От нее Фавье мог принять любое. Но только не то, что последовало вслед за этим.

— Если уж говорить о неосторожности, — добавила она, слегка повернувшись к старику, скромно отошедшему в сторону в первый момент их встречи, — господин Фуше охраняет меня…

Услышал ли ее слова человек в дорожном плаще? Он поправил очки, будто старался скрыть глаза за их стеклами. Фуше! Значит, вот этот худощавый, чуточку согбенный господин, столь старорежимный с виду, значит, он и есть Фуше? Фуше, которого хотел арестовать Бурьен и который сумел ускользнуть из рук полиции… Уж не потеряла ли рассудок Мария де лос Анхелес?

— Не думаю, — сказал он, — чтобы воздух Тюильри был особенно благоприятен для герцога Отрантского…

Так как при последних словах полковник слегка повысил голос, старик вежливо поклонился и, приблизившись к говорившему, произнес:

— Отчасти это зависит от барона Фавье и от того, какое употребление он изволит сделать из моего имени…

Он выпрямил сутулую спину, и тут только Фавье заметил, что Фуше с умыслом разыгрывает роль старика и что на самом деле выглядит он значительно моложе, чем при первом взгляде. В 1815 году Фуше было пятьдесят два года, но какая-то юношеская живость все еще сохранялась в его движениях.

Шарль не без презрения взглянул на Фуше сверху вниз:

— Вам нечего бояться, сударь, хотя бы потому, что ваше имя, произнесенное этими устами, стало тем самым для меня священным…

Он склонился перед герцогиней, кровь гудела в ушах. Он взял на руки дочь Дюрока и приподнял ее.

— Малютка, — сказал он, — в тебе я вижу твоего отца и твою мать, их неразрывно слитый образ… да будет жизнь твоя легка!

Он произнес эти слова столь несвойственным ему торжественным тоном, что герцогиня выхватила из его рук дочку и прижала к себе. Она потеряла сына, своего первенца, и жила в непрерывной тревоге за эту болезненную девчушку.

— Да хранит вас бог, Шарль, дорогой, — сказала она тихо, чтобы Фуше не расслышал, — какой бы путь вы себе ни избрали!

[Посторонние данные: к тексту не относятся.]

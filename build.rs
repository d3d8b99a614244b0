//! Build script - copies the linker script into the output directory
//! so that the linker can find it at link time. Only relevant for the
//! embedded build; host builds and tests skip it.

use std::env;
use std::fs;
use std::path::PathBuf;

fn main() {
    println!("cargo:rerun-if-changed=build.rs");

    if env::var_os("CARGO_FEATURE_EMBEDDED").is_none() {
        return;
    }

    let out_dir = PathBuf::from(env::var("OUT_DIR").unwrap());

    // Copy memory.x to OUT_DIR
    fs::copy("memory.x", out_dir.join("memory.x")).unwrap();

    // Tell cargo to look for linker scripts in OUT_DIR
    println!("cargo:rustc-link-search={}", out_dir.display());

    // Rebuild if the linker script changes
    println!("cargo:rerun-if-changed=memory.x");
}
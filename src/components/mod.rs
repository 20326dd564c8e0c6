pub mod glossary_popup;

Когда Фавье выехал из конюшни на своем рысаке, он не нашел уже на площади Марии де лос Анхелес. Он дал хлыста коню и скрылся в воротах справа от моста.

* * *

Как бы тщательно маршал Макдональд, герцог Тарентский, ни обряжался по приказу короля в штатское платье — черный фрак без карманов, оливковые панталоны, рыжие ботинки, даже взял в руки складную трость-зонтик, а на голову надел цилиндр, — все равно в нем чувствовалась военная косточка. Правда, он раздобрел, и курносый нос, задорно торчавший посреди широкой костистой физиономии и придававший ему в прежние годы ухарски отважный вид, выглядел теперь совсем иначе среди складок нездорового жира, появившегося к пятидесяти годам. Но, как и прежде, он безуспешно старался обуздать белокурые волосы, слегка потемневшие с годами: они упорно падали прямыми, хотя не столь густыми, как раньше, прядями. На худой конец он мог сойти еще за банкира, но кто бы, подметив взгляд его карих глаз, слишком легко принимавших восторженное выражение, решился доверить ему свои капиталы?